* AIM OF THE EXERCISE
From the entries below, copy every line that has the word "operation".

* GIVEN INFORMATION
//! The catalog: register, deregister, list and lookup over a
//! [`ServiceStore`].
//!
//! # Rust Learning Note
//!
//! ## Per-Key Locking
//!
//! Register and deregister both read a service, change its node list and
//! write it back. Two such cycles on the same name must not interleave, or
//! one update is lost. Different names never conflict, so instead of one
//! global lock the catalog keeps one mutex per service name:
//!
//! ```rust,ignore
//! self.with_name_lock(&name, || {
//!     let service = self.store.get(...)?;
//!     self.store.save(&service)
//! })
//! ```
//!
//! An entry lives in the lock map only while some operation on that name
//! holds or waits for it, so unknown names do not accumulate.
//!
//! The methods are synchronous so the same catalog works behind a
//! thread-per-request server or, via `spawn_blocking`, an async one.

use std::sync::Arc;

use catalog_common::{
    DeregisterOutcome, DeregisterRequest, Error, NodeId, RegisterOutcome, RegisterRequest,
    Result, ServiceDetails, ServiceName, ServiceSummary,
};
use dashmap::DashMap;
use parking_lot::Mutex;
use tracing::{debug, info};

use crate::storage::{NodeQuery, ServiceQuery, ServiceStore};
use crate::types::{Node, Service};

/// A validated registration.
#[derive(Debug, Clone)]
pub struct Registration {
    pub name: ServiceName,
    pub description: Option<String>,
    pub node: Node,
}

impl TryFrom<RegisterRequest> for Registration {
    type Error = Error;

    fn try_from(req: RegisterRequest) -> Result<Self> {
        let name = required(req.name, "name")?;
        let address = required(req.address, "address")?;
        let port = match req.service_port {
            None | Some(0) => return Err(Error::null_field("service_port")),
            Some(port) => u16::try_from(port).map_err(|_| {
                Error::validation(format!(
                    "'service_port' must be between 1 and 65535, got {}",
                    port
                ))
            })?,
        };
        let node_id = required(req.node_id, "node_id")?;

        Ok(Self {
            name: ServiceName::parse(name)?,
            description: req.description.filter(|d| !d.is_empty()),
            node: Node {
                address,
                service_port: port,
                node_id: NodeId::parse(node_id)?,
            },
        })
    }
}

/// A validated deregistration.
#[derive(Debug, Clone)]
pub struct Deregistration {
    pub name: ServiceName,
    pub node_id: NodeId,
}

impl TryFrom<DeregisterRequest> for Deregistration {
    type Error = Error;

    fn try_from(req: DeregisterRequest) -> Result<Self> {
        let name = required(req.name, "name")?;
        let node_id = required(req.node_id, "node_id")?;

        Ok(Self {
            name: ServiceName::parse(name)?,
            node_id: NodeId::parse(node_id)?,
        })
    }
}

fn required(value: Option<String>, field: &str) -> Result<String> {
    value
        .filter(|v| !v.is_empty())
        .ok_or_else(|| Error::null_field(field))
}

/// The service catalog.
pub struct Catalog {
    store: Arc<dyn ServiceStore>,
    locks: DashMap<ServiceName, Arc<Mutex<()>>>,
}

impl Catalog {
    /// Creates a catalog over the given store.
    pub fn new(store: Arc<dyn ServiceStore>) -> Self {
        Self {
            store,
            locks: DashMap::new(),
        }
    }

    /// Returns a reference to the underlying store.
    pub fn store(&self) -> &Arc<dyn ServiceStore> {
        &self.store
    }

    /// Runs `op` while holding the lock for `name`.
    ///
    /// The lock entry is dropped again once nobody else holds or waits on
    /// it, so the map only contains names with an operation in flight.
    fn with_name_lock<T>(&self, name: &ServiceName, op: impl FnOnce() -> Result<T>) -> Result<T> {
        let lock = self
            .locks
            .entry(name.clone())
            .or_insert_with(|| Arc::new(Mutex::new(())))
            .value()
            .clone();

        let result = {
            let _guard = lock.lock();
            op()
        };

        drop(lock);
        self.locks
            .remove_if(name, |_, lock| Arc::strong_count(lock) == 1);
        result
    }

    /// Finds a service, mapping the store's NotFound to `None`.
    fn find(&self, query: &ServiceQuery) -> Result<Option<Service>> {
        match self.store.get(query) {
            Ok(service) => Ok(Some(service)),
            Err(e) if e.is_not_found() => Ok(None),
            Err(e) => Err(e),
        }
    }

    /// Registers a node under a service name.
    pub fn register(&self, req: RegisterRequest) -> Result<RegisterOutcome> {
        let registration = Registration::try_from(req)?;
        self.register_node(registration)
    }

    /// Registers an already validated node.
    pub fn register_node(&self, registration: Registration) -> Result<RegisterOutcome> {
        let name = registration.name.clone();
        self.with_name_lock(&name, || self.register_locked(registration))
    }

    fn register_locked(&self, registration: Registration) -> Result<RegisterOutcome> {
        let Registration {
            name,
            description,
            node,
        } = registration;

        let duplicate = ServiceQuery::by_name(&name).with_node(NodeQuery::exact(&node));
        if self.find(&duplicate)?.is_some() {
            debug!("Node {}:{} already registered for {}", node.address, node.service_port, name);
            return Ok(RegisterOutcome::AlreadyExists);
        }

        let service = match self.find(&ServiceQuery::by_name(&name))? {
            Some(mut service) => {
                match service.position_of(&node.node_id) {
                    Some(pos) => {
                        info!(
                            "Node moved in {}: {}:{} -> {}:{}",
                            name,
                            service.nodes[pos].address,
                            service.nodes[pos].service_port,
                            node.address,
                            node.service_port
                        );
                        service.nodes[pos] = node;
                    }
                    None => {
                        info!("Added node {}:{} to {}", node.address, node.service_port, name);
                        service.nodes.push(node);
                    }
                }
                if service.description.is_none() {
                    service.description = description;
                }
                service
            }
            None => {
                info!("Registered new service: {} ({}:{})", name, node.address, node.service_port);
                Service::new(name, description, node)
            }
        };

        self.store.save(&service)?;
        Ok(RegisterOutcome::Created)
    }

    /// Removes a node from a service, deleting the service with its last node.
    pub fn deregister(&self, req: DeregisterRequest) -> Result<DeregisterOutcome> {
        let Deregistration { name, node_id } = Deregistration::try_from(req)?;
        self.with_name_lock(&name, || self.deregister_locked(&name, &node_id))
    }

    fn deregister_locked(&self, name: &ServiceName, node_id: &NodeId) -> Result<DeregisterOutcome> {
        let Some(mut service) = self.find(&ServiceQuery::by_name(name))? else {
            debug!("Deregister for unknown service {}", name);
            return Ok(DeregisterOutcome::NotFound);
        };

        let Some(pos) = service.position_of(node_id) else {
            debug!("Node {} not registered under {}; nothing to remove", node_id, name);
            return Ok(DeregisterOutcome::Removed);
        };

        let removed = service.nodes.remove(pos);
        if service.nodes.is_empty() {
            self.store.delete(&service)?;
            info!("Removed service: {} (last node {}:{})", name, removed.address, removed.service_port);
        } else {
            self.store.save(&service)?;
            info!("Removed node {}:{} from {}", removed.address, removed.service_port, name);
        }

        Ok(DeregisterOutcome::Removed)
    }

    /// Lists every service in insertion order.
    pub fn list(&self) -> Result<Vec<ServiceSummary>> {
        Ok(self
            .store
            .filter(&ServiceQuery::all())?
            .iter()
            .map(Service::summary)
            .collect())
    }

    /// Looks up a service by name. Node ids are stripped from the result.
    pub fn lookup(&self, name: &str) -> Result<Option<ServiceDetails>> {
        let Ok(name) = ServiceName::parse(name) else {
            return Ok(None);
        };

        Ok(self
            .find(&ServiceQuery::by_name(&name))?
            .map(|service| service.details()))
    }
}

--

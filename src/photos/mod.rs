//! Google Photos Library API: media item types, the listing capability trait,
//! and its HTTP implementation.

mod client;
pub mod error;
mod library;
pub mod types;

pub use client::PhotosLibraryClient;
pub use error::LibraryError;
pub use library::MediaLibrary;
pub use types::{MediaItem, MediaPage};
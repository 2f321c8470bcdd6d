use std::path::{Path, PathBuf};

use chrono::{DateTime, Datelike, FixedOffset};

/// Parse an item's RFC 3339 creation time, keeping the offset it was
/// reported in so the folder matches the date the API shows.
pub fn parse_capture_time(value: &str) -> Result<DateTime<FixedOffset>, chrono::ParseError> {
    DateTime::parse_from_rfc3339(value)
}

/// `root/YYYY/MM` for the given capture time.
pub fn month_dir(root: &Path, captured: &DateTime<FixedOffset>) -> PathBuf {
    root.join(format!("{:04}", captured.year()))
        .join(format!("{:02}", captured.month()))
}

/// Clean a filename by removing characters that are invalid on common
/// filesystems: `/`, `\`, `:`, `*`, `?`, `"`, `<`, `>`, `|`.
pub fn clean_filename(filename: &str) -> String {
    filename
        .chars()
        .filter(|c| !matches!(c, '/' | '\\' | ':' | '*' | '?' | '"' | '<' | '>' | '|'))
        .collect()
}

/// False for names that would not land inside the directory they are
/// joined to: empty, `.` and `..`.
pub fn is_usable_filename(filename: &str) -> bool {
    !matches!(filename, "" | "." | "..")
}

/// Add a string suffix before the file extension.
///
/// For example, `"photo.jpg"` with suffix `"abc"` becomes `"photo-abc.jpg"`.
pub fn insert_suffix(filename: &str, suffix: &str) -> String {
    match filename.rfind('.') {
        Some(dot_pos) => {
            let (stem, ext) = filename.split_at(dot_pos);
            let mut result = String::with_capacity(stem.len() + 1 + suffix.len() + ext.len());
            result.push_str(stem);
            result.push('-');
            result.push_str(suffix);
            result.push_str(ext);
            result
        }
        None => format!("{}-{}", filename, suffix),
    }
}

* RESPONSE TO THE TASK
//! An entry lives in the lock map only while some operation on that name
    /// it, so the map only contains names with an operation in flight.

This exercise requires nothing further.